John Rolfe, whose fame is partially due to him having “married” Pocahontas, was the first colonist to successfully commercialize and grow the plant on a cash-crop scale for the European market.

Between 1618 and 1640 the harvest of tobacco grew from 20,000 lbs to 1.5 million lbs and alongside it the European settler population jumped from 18,000 to 78,000. Britain’s global empire was largely kick-started by profits from this commodity spawning further waves of colonization across the world. Because of the huge amount of labour required for its cultivation and processing, tobacco production also lead to the development of a slavery based economy.

Cigarettes were essential in maintaining troop morale during the First and Second World War, calming the nerves of soldiers and providing them with what has been called “a mild but smelly antidepressant.” In a major deal with the US during World War Two, Britain spent more on tobacco then it did on tanks or ships or planes.

In the second half of the 20th century, the tobacco industry continued to flourish using cutting edge marketing to build up a vast consumer base, maintaining it by suppressing the health harms associated with it and replacing consumers lost to cancer, lung and heart disease by advertising to the next generation of smokers: children.

As early as the 1930’s the association between smoking and lung cancer as well as lung and heart disease was becoming clear. This information – well known by Big Tobacco – was expertly suppressed. A Tobacco executive once famously said “We don’t smoke the sh*t, we just sell it. We reserve the right to smoke for the young, the poor, the black and the stupid.” Public health advocates only began to win concessions in the 1990’s. These years also saw major successful lawsuits against the tobacco companies. In a joint legal action, 46 US states were able to win $200 billion in compensation for the healthcare costs of treating sick smokers.
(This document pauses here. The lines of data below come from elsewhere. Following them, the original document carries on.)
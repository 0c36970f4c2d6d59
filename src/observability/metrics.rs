//! # Metrics
//!
//! Prometheus metrics for monitoring the controller.
//!
//! ## Metrics Exposed
//!
//! - `kube_secret_pipe_reconciliations_total` - Total number of reconciliation passes
//! - `kube_secret_pipe_publishes_total` - Successful output writes, by operation (create/update)
//! - `kube_secret_pipe_publish_errors_total` - Failed output writes, by operation
//! - `kube_secret_pipe_render_failures_total` - Template keys dropped because they failed to render
//! - `kube_secret_pipe_watch_streams_closed_total` - Watches that ended, by object kind
//! - `kube_secret_pipe_targets_running` - Targets whose update loop is running

use anyhow::Result;
use prometheus::{IntCounter, IntCounterVec, IntGauge, Registry};
use std::sync::LazyLock;

// Metrics
pub(crate) static REGISTRY: LazyLock<Registry> = LazyLock::new(Registry::new);

static RECONCILIATIONS_TOTAL: LazyLock<IntCounter> = LazyLock::new(|| {
    IntCounter::new(
        "kube_secret_pipe_reconciliations_total",
        "Total number of reconciliation passes",
    )
    .expect("Failed to create RECONCILIATIONS_TOTAL metric - this should never happen")
});

static PUBLISHES_TOTAL: LazyLock<IntCounterVec> = LazyLock::new(|| {
    IntCounterVec::new(
        prometheus::Opts::new(
            "kube_secret_pipe_publishes_total",
            "Total number of output Secret writes by operation",
        ),
        &["operation"],
    )
    .expect("Failed to create PUBLISHES_TOTAL metric - this should never happen")
});

static PUBLISH_ERRORS_TOTAL: LazyLock<IntCounterVec> = LazyLock::new(|| {
    IntCounterVec::new(
        prometheus::Opts::new(
            "kube_secret_pipe_publish_errors_total",
            "Total number of failed output Secret writes by operation",
        ),
        &["operation"],
    )
    .expect("Failed to create PUBLISH_ERRORS_TOTAL metric - this should never happen")
});

static RENDER_FAILURES_TOTAL: LazyLock<IntCounter> = LazyLock::new(|| {
    IntCounter::new(
        "kube_secret_pipe_render_failures_total",
        "Total number of template keys that failed to parse or execute",
    )
    .expect("Failed to create RENDER_FAILURES_TOTAL metric - this should never happen")
});

static WATCH_STREAMS_CLOSED_TOTAL: LazyLock<IntCounterVec> = LazyLock::new(|| {
    IntCounterVec::new(
        prometheus::Opts::new(
            "kube_secret_pipe_watch_streams_closed_total",
            "Total number of watch streams that ended by object kind",
        ),
        &["kind"],
    )
    .expect("Failed to create WATCH_STREAMS_CLOSED_TOTAL metric - this should never happen")
});

static TARGETS_RUNNING: LazyLock<IntGauge> = LazyLock::new(|| {
    IntGauge::new(
        "kube_secret_pipe_targets_running",
        "Current number of targets with a running update loop",
    )
    .expect("Failed to create TARGETS_RUNNING metric - this should never happen")
});

pub fn register_metrics() -> Result<()> {
    REGISTRY.register(Box::new(RECONCILIATIONS_TOTAL.clone()))?;
    REGISTRY.register(Box::new(PUBLISHES_TOTAL.clone()))?;
    REGISTRY.register(Box::new(PUBLISH_ERRORS_TOTAL.clone()))?;
    REGISTRY.register(Box::new(RENDER_FAILURES_TOTAL.clone()))?;
    REGISTRY.register(Box::new(WATCH_STREAMS_CLOSED_TOTAL.clone()))?;
    REGISTRY.register(Box::new(TARGETS_RUNNING.clone()))?;

    Ok(())
}

pub fn increment_reconciliations() {
    RECONCILIATIONS_TOTAL.inc();
}

pub fn increment_publishes(operation: &str) {
    PUBLISHES_TOTAL.with_label_values(&[operation]).inc();
}

pub fn increment_publish_errors(operation: &str) {
    PUBLISH_ERRORS_TOTAL.with_label_values(&[operation]).inc();
}

pub fn increment_render_failures(count: usize) {
    RENDER_FAILURES_TOTAL.inc_by(count as u64);
}

pub fn increment_watch_streams_closed(kind: &str) {
    WATCH_STREAMS_CLOSED_TOTAL.with_label_values(&[kind]).inc();
}

pub fn increment_targets_running() {
    TARGETS_RUNNING.inc();
}

pub fn decrement_targets_running() {
    TARGETS_RUNNING.dec();
}

#[cfg(test)]
mod tests {
    use super::*;
    use prometheus::Encoder;

    #[test]
    fn test_register_metrics() {
        assert!(register_metrics().is_ok());
        let mut buffer = Vec::new();
        prometheus::TextEncoder::new()
            .encode(&REGISTRY.gather(), &mut buffer)
            .unwrap();
        let text = String::from_utf8(buffer).unwrap();
        assert!(text.contains("kube_secret_pipe_reconciliations_total"));
        assert!(text.contains("kube_secret_pipe_targets_running"));
    }

    #[test]
    fn test_increment_reconciliations() {
        let before = RECONCILIATIONS_TOTAL.get();
        increment_reconciliations();
        let after = RECONCILIATIONS_TOTAL.get();
        assert!(after > before);
    }

    #[test]
    fn test_increment_publishes_by_operation() {
        let before = PUBLISHES_TOTAL.with_label_values(&["metrics-test"]).get();
        increment_publishes("metrics-test");
        increment_publishes("metrics-test");
        let after = PUBLISHES_TOTAL.with_label_values(&["metrics-test"]).get();
        assert_eq!(after, before + 2);
    }

    #[test]
    fn test_increment_render_failures_by_count() {
        let before = RENDER_FAILURES_TOTAL.get();
        increment_render_failures(3);
        assert!(RENDER_FAILURES_TOTAL.get() >= before + 3);
    }
}
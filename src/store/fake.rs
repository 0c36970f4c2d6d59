//! In-memory [`ControlPlane`] for reconciler tests.
//!
//! Objects live in maps; watches are channels the test drives explicitly with
//! `emit_*` and `close_*`. Every write is recorded and can be awaited.

use super::{secret_ref, ControlPlane, StoreError, WatchStream};
use crate::config::ObjectRef;
use async_trait::async_trait;
use futures::StreamExt;
use k8s_openapi::api::core::v1::{ConfigMap, Secret};
use kube::api::WatchEvent;
use std::collections::HashMap;
use std::sync::Mutex;
use std::time::Duration;
use tokio::sync::{mpsc, watch};

type EventTx<K> = mpsc::UnboundedSender<Result<WatchEvent<K>, StoreError>>;

#[derive(Debug, Clone, PartialEq)]
pub(crate) enum Write {
    Create(Secret),
    Update(Secret),
}

impl Write {
    pub(crate) fn secret(&self) -> &Secret {
        match self {
            Write::Create(secret) | Write::Update(secret) => secret,
        }
    }

    /// Rendered value of one output key as UTF-8
    pub(crate) fn value(&self, key: &str) -> Option<String> {
        self.secret()
            .data
            .as_ref()
            .and_then(|data| data.get(key))
            .map(|bytes| String::from_utf8_lossy(&bytes.0).into_owned())
    }
}

#[derive(Debug, Default)]
struct FakeState {
    config_maps: HashMap<ObjectRef, ConfigMap>,
    secrets: HashMap<ObjectRef, Secret>,
    unreachable: Vec<ObjectRef>,
    reads: Vec<ObjectRef>,
    writes: Vec<Write>,
    failing_writes: usize,
    watches_opened: Vec<(ObjectRef, String)>,
    config_map_watchers: HashMap<ObjectRef, Vec<EventTx<ConfigMap>>>,
    secret_watchers: HashMap<ObjectRef, Vec<EventTx<Secret>>>,
}

#[derive(Debug)]
pub(crate) struct FakeControlPlane {
    state: Mutex<FakeState>,
    write_count: watch::Sender<usize>,
}

impl Default for FakeControlPlane {
    fn default() -> Self {
        Self {
            state: Mutex::new(FakeState::default()),
            write_count: watch::Sender::new(0),
        }
    }
}

impl FakeControlPlane {
    fn state(&self) -> std::sync::MutexGuard<'_, FakeState> {
        self.state.lock().expect("fake state poisoned")
    }

    pub(crate) fn insert_config_map(&self, object: &ObjectRef, config_map: ConfigMap) {
        self.state().config_maps.insert(object.clone(), config_map);
    }

    pub(crate) fn insert_secret(&self, object: &ObjectRef, secret: Secret) {
        self.state().secrets.insert(object.clone(), secret);
    }

    /// Reads of this object fail with a transport error
    pub(crate) fn make_unreachable(&self, object: &ObjectRef) {
        self.state().unreachable.push(object.clone());
    }

    /// The next `count` create/update calls fail
    pub(crate) fn fail_next_writes(&self, count: usize) {
        self.state().failing_writes = count;
    }

    pub(crate) fn reads(&self) -> Vec<ObjectRef> {
        self.state().reads.clone()
    }

    pub(crate) fn writes(&self) -> Vec<Write> {
        self.state().writes.clone()
    }

    pub(crate) fn watches_opened(&self) -> Vec<ObjectRef> {
        self.watch_versions()
            .into_iter()
            .map(|(object, _)| object)
            .collect()
    }

    /// Watched objects with the resource version each watch started from
    pub(crate) fn watch_versions(&self) -> Vec<(ObjectRef, String)> {
        self.state().watches_opened.clone()
    }

    /// Wait until at least `count` writes were attempted (failed ones included)
    pub(crate) async fn wait_for_writes(&self, count: usize) -> Vec<Write> {
        let mut rx = self.write_count.subscribe();
        tokio::time::timeout(Duration::from_secs(5), rx.wait_for(|n| *n >= count))
            .await
            .expect("timed out waiting for writes")
            .expect("write counter closed");
        self.writes()
    }

    /// Store the new ConfigMap snapshot and notify open watches
    pub(crate) fn emit_config_map(&self, object: &ObjectRef, event: WatchEvent<ConfigMap>) {
        let mut state = self.state();
        if let WatchEvent::Added(cm) | WatchEvent::Modified(cm) = &event {
            state.config_maps.insert(object.clone(), cm.clone());
        }
        if let Some(watchers) = state.config_map_watchers.get(object) {
            for tx in watchers {
                let _ = tx.send(Ok(event.clone()));
            }
        }
    }

    /// Store the new Secret snapshot and notify open watches
    pub(crate) fn emit_secret(&self, object: &ObjectRef, event: WatchEvent<Secret>) {
        let mut state = self.state();
        if let WatchEvent::Added(secret) | WatchEvent::Modified(secret) = &event {
            state.secrets.insert(object.clone(), secret.clone());
        }
        if let Some(watchers) = state.secret_watchers.get(object) {
            for tx in watchers {
                let _ = tx.send(Ok(event.clone()));
            }
        }
    }

    /// End every open watch on this Secret, as a provider-side close would
    pub(crate) fn close_secret_watch(&self, object: &ObjectRef) {
        self.state().secret_watchers.remove(object);
    }

    pub(crate) fn close_config_map_watch(&self, object: &ObjectRef) {
        self.state().config_map_watchers.remove(object);
    }

    fn record_write(&self, object: ObjectRef, write: Write) -> Result<(), StoreError> {
        let result = {
            let mut state = self.state();
            let result = if state.failing_writes > 0 {
                state.failing_writes -= 1;
                Err(StoreError::Unavailable("injected write failure".to_string()))
            } else {
                state.secrets.insert(object, write.secret().clone());
                Ok(())
            };
            state.writes.push(write);
            result
        };
        self.write_count.send_modify(|n| *n += 1);
        result
    }

    fn check_reachable(state: &FakeState, object: &ObjectRef) -> Result<(), StoreError> {
        if state.unreachable.contains(object) {
            return Err(StoreError::Unavailable(format!("{object} unreachable")));
        }
        Ok(())
    }
}

fn channel_stream<K: Send + 'static>() -> (EventTx<K>, WatchStream<K>) {
    let (tx, rx) = mpsc::unbounded_channel();
    let stream = futures::stream::unfold(rx, |mut rx| async move {
        rx.recv().await.map(|event| (event, rx))
    })
    .boxed();
    (tx, stream)
}

#[async_trait]
impl ControlPlane for FakeControlPlane {
    async fn get_config_map(&self, object: &ObjectRef) -> Result<Option<ConfigMap>, StoreError> {
        let mut state = self.state();
        state.reads.push(object.clone());
        Self::check_reachable(&state, object)?;
        Ok(state.config_maps.get(object).cloned())
    }

    async fn get_secret(&self, object: &ObjectRef) -> Result<Option<Secret>, StoreError> {
        let mut state = self.state();
        state.reads.push(object.clone());
        Self::check_reachable(&state, object)?;
        Ok(state.secrets.get(object).cloned())
    }

    async fn create_secret(&self, secret: &Secret) -> Result<(), StoreError> {
        let object = secret_ref(secret)?;
        if self.state().secrets.contains_key(&object) {
            return Err(StoreError::AlreadyExists {
                kind: "Secret",
                object,
            });
        }
        self.record_write(object, Write::Create(secret.clone()))
    }

    async fn update_secret(&self, secret: &Secret) -> Result<(), StoreError> {
        let object = secret_ref(secret)?;
        self.record_write(object, Write::Update(secret.clone()))
    }

    async fn watch_config_map(
        &self,
        object: &ObjectRef,
        resource_version: &str,
    ) -> Result<WatchStream<ConfigMap>, StoreError> {
        let (tx, stream) = channel_stream();
        let mut state = self.state();
        state
            .watches_opened
            .push((object.clone(), resource_version.to_string()));
        state
            .config_map_watchers
            .entry(object.clone())
            .or_default()
            .push(tx);
        Ok(stream)
    }

    async fn watch_secret(
        &self,
        object: &ObjectRef,
        resource_version: &str,
    ) -> Result<WatchStream<Secret>, StoreError> {
        let (tx, stream) = channel_stream();
        let mut state = self.state();
        state
            .watches_opened
            .push((object.clone(), resource_version.to_string()));
        state
            .secret_watchers
            .entry(object.clone())
            .or_default()
            .push(tx);
        Ok(stream)
    }
}
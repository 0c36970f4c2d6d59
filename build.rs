//! Stamps build metadata into the binary so startup logs identify the exact build.

use std::process::Command;

fn main() {
    let datetime = std::env::var("BUILD_DATETIME").unwrap_or_else(|_| {
        chrono::Utc::now()
            .format("%Y-%m-%d %H:%M:%S UTC")
            .to_string()
    });

    let git_hash = std::env::var("BUILD_GIT_HASH")
        .ok()
        .or_else(git_hash)
        .unwrap_or_else(|| "unknown".to_string());

    println!("cargo:rustc-env=BUILD_DATETIME={datetime}");
    println!("cargo:rustc-env=BUILD_GIT_HASH={git_hash}");

    println!("cargo:rerun-if-changed=build.rs");
    println!("cargo:rerun-if-env-changed=BUILD_DATETIME");
    println!("cargo:rerun-if-env-changed=BUILD_GIT_HASH");
}

fn git_hash() -> Option<String> {
    // Command-line git keeps libgit2/OpenSSL out of the build graph
    let output = Command::new("git")
        .args(["rev-parse", "--short", "HEAD"])
        .output()
        .ok()?;
    if !output.status.success() {
        return None;
    }
    let hash = String::from_utf8(output.stdout).ok()?;

    let dirty = Command::new("git")
        .args(["diff", "--quiet"])
        .output()
        .ok()
        .is_some_and(|out| !out.status.success());

    let suffix = if dirty { "-dirty" } else { "" };
    Some(format!("{}{suffix}", hash.trim()))
}
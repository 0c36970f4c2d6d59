//! # Configuration
//!
//! - `controller`: process settings from environment variables
//! - `targets`: the YAML list of targets to keep in sync

pub mod controller;
pub mod targets;

pub use controller::ControllerConfig;
pub use targets::{ConfigError, ObjectRef, PipeConfig, SecretSource, TargetConfig};
//! # Reconciler
//!
//! Per-target reconciliation engine.
//!
//! ## Reconciliation Flow
//!
//! 1. `start`: read the output, the template source and every secret source,
//!    publish the first rendered version, open one watch per input
//! 2. Update loop: for every change event, replace the snapshot, re-render,
//!    and publish only when the output digest moved
//!
//! Publishing is Create while the output is not known to exist and Update
//! afterwards. Failed writes are never retried on their own; the next change
//! event recomputes and tries again.

mod start;
pub(crate) mod state;
pub mod types;
mod update_loop;


pub use types::{Operation, PassOutcome, ReconcilerError, RunningTarget, TargetReconciler};
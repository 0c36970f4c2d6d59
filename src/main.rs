//! # kube-secret-pipe
//!
//! A Kubernetes controller that keeps derived Secrets in sync with their inputs.
//!
//! For every configured target it:
//!
//! 1. **Reads the inputs** - one template ConfigMap and any number of source Secrets
//! 2. **Renders the output** - each ConfigMap `data` entry is a Go-style template
//!    over the source Secrets; `binaryData` is copied as is
//! 3. **Publishes on change** - the output Secret is written only when its
//!    content digest changes
//! 4. **Watches every input** - and repeats steps 2-3 on each change

use anyhow::Result;
use clap::Parser;
use kube_secret_pipe::cli::{Cli, Commands};
use kube_secret_pipe::config::ControllerConfig;
use kube_secret_pipe::runtime::{initialization, orchestrator};
use tracing::error;

#[tokio::main]
async fn main() -> Result<()> {
    let cli = Cli::parse();
    let settings = ControllerConfig::from_env();

    initialization::install_crypto_provider();
    initialization::init_tracing(&settings);

    match cli.command {
        Commands::Run(args) => {
            if let Err(e) = orchestrator::run(args, settings).await {
                error!("{:#}", e);
                return Err(e);
            }
        }
    }

    Ok(())
}
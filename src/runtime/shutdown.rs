//! Process-wide shutdown signal.
//!
//! One [`ShutdownTx`] is owned by the orchestrator; every watch producer and
//! update loop holds a [`ShutdownRx`]. Dropping the sender counts as a shutdown.

use tokio::sync::watch;

#[derive(Debug, Clone)]
pub struct ShutdownTx(watch::Sender<()>);

impl ShutdownTx {
    pub fn shutdown(&self) -> Result<(), watch::error::SendError<()>> {
        self.0.send(())
    }

    pub fn subscribe(&self) -> ShutdownRx {
        self.0.subscribe()
    }
}

pub type ShutdownRx = watch::Receiver<()>;

pub fn create_shutdown_channel() -> (ShutdownTx, ShutdownRx) {
    let (tx, rx) = watch::channel(());
    (ShutdownTx(tx), rx)
}

/// Whether shutdown was signalled (or the sender dropped) since `rx` last looked
pub fn shutdown_requested(rx: &ShutdownRx) -> bool {
    rx.has_changed().unwrap_or(true)
}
Tobacco control methods such as bans on advertising, restrictions on where people were allowed to smoke, clear messaging about the harms of smoking and – last but not least – high levels of taxation were successful at dramatically decreasing smoking rates over the last 20 years.

Now tobacco is at the forefront of an economic renaissance for Haudenosaunee people. What does this mean for the health of Ongwehon:we and non-Ongwehon:we peoples?

Poverty has a powerful impact on the health of a community. It determines other important factors necessary for good health such as housing, nutrition and education. It is estimated that child poverty rates are over 50% on most reserves and housing and access to clean drinking water is grossly inadequate.

The Ongwehon:we tobacco trade is undeniably improving the income and along with it, the economic independence and self-determination of Ongwehon:we communities. After centuries of impoverishment and abuse, Ongwehon:we people are using the profits from tobacco as a nation-building tool much in the same way that Britain and America did, minus the slavery and colonization of other peoples.

On the other hand it is undeniable that tax-free cigarettes defeat one of the key methods for improving public health by making cigarettes affordable. However, Ongwehon:we people haven’t taxed Canada for the social and healthcare costs that alcohol – a harmful European substance – has caused their communities.

So why are cigarettes so addictive and why are they so harmful to human health? Cigarettes are the ultimate delivery system for nicotine. Their design and additives allow smoke to be delivered deep into the lungs where they contact the small blood vessels of the body allowing a large amount to be taken up by the blood. This in turn circulates to the heart and brain. Nicotine is both an upper and downer. It powerfully stimulates the reward centres in the brain generating feelings of well-being and relaxation while also causing the release of activating neuro-transmitters which sharpen the mind and make the user more alert.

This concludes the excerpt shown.